• **WHAT YOU WILL DO**:
Filter the data for lines with the word "that", then copy every line so identified.

Stored items:

☆ ☆ ☆ ☆

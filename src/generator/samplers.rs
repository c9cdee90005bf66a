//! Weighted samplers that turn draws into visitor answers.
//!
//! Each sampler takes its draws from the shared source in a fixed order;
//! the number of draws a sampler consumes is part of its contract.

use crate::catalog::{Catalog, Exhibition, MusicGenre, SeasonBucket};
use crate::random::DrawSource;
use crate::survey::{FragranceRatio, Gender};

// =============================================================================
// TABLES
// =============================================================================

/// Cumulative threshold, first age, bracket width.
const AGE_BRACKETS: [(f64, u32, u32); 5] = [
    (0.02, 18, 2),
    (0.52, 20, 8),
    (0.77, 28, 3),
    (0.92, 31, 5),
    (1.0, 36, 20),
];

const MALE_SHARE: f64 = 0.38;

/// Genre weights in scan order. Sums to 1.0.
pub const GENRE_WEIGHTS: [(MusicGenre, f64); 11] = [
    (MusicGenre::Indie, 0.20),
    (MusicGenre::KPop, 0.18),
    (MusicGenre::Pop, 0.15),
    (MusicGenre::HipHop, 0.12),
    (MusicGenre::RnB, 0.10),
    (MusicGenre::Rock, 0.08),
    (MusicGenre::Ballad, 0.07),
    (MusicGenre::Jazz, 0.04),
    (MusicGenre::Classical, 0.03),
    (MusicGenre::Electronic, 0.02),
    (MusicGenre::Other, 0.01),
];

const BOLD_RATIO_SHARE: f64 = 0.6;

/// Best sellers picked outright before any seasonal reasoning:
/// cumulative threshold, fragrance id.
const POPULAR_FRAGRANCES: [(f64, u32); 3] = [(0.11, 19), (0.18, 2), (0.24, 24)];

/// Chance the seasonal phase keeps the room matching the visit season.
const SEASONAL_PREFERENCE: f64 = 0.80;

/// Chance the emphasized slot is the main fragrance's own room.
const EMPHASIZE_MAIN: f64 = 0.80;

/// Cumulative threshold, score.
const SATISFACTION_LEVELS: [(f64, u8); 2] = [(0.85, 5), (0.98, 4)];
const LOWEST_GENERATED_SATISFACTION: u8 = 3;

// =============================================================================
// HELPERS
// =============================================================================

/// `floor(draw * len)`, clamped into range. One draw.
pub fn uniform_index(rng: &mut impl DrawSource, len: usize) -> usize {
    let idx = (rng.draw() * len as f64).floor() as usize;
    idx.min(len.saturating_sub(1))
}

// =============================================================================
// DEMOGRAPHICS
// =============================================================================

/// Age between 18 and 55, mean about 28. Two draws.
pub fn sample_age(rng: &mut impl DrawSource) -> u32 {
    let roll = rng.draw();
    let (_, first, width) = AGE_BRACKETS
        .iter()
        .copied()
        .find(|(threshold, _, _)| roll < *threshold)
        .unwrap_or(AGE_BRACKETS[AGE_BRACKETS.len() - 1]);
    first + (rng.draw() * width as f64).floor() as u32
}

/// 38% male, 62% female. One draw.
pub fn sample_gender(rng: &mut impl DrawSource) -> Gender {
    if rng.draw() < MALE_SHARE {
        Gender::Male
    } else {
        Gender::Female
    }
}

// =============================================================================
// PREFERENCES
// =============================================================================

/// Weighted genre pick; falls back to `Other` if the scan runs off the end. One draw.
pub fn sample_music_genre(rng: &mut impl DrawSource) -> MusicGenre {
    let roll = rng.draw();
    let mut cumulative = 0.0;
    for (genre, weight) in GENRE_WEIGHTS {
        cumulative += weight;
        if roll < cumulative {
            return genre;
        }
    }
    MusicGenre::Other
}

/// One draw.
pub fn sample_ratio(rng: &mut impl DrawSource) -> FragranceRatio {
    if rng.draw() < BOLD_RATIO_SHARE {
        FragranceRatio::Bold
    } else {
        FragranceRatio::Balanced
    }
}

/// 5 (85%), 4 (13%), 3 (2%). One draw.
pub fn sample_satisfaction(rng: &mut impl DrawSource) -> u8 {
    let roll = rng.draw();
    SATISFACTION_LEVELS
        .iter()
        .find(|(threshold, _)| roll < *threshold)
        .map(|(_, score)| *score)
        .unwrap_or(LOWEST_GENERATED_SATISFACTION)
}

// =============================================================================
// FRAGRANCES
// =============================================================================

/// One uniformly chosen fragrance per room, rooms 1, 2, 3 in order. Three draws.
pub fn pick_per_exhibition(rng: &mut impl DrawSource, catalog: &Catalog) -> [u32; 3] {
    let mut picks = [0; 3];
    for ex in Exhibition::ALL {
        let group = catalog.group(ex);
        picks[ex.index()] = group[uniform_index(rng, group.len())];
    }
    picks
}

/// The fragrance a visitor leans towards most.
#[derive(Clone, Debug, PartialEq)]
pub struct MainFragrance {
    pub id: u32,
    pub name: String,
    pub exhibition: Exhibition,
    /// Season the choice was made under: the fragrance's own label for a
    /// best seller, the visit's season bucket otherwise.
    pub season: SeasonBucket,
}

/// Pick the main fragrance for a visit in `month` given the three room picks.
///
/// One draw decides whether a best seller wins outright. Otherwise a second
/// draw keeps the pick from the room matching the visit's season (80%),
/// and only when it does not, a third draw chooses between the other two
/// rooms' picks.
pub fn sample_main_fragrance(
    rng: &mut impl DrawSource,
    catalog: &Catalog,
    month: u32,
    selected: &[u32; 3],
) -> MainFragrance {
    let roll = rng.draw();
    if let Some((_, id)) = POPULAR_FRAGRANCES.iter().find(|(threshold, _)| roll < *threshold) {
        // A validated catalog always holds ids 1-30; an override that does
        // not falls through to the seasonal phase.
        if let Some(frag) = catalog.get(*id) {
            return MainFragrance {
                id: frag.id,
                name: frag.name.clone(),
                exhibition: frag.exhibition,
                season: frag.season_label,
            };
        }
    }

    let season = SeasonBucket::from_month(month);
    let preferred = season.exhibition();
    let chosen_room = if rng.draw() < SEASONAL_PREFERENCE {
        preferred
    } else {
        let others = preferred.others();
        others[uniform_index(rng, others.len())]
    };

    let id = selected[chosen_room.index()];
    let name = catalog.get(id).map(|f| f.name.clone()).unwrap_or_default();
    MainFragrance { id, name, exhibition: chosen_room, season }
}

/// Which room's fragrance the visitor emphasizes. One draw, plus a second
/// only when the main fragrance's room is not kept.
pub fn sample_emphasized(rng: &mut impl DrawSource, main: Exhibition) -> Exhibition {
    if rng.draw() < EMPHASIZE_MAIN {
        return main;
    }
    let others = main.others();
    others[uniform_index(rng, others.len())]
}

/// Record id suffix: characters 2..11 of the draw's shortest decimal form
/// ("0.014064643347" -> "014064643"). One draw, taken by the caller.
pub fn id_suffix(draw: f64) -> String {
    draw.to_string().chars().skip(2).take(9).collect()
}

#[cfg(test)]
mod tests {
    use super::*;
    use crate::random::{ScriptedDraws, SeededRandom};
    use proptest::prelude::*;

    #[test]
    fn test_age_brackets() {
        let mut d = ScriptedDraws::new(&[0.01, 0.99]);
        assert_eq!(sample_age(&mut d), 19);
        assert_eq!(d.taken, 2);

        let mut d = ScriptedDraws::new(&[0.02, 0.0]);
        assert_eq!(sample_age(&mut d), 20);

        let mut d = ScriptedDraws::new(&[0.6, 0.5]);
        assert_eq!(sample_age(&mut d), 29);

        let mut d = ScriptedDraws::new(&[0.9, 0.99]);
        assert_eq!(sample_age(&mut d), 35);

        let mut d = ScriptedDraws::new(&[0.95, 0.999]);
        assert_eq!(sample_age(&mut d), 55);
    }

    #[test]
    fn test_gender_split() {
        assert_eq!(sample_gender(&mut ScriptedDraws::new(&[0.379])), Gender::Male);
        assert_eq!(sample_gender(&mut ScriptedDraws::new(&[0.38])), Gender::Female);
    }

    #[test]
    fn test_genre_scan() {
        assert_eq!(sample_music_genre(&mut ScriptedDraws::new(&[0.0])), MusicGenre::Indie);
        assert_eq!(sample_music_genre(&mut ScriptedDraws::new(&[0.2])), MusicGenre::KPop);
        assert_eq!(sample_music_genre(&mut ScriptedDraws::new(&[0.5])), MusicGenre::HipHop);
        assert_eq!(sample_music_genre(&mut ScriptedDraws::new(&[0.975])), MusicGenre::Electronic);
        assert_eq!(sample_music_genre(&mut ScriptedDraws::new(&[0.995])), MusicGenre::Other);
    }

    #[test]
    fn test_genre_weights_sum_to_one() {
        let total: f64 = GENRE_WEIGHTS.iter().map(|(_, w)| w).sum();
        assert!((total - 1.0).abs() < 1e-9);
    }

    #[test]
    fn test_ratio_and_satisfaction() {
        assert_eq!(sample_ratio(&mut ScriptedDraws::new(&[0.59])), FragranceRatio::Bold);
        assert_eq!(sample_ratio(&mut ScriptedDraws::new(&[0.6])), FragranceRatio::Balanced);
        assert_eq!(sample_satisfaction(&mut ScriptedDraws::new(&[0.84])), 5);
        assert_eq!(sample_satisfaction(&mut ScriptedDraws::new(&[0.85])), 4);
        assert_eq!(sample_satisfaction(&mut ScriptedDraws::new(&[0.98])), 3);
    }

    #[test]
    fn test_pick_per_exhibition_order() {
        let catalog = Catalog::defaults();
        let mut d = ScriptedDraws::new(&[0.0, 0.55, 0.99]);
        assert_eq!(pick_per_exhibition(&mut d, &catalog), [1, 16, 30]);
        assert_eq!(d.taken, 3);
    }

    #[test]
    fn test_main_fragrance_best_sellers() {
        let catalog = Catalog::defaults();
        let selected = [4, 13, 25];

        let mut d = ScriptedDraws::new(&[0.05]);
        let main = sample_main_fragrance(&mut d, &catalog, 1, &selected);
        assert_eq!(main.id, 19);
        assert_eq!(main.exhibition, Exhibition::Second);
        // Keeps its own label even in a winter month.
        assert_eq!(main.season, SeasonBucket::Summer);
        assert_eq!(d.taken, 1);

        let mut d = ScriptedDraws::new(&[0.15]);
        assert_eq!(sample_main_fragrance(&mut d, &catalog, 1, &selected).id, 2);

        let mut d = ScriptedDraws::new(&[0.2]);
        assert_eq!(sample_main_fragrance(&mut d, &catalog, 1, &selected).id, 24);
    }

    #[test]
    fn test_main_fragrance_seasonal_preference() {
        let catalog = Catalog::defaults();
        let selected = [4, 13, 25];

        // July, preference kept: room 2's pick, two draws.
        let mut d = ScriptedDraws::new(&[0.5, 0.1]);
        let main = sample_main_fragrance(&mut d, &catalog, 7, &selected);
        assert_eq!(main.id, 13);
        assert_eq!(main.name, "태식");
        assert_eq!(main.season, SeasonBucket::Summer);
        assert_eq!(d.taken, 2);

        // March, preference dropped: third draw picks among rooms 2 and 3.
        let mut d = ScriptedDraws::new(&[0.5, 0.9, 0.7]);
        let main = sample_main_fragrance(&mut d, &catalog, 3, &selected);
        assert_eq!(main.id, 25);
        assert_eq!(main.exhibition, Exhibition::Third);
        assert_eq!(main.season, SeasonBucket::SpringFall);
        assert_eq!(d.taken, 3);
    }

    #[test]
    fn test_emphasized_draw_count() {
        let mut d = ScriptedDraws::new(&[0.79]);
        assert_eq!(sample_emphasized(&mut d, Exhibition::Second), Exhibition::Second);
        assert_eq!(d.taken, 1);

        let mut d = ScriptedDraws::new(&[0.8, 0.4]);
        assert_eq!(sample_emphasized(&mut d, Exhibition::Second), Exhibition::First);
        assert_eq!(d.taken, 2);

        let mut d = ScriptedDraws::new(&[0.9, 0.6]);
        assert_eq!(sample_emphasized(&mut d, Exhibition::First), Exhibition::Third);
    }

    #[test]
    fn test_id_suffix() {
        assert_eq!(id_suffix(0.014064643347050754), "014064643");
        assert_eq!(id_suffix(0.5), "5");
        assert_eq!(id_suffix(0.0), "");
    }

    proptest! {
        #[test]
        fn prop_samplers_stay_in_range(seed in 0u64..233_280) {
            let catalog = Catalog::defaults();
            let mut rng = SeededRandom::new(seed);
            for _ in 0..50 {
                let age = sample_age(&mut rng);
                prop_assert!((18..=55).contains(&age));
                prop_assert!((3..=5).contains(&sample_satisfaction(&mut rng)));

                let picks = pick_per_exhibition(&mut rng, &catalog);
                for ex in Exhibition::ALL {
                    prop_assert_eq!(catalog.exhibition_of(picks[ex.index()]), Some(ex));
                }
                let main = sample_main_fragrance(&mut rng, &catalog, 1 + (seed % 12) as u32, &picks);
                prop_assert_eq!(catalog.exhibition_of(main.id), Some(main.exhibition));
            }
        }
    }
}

☆ ☆ ☆ ☆

• **ANSWER BOX**:
//! Weighted samplers that turn draws into visitor answers.
        // A validated catalog always holds ids 1-30; an override that does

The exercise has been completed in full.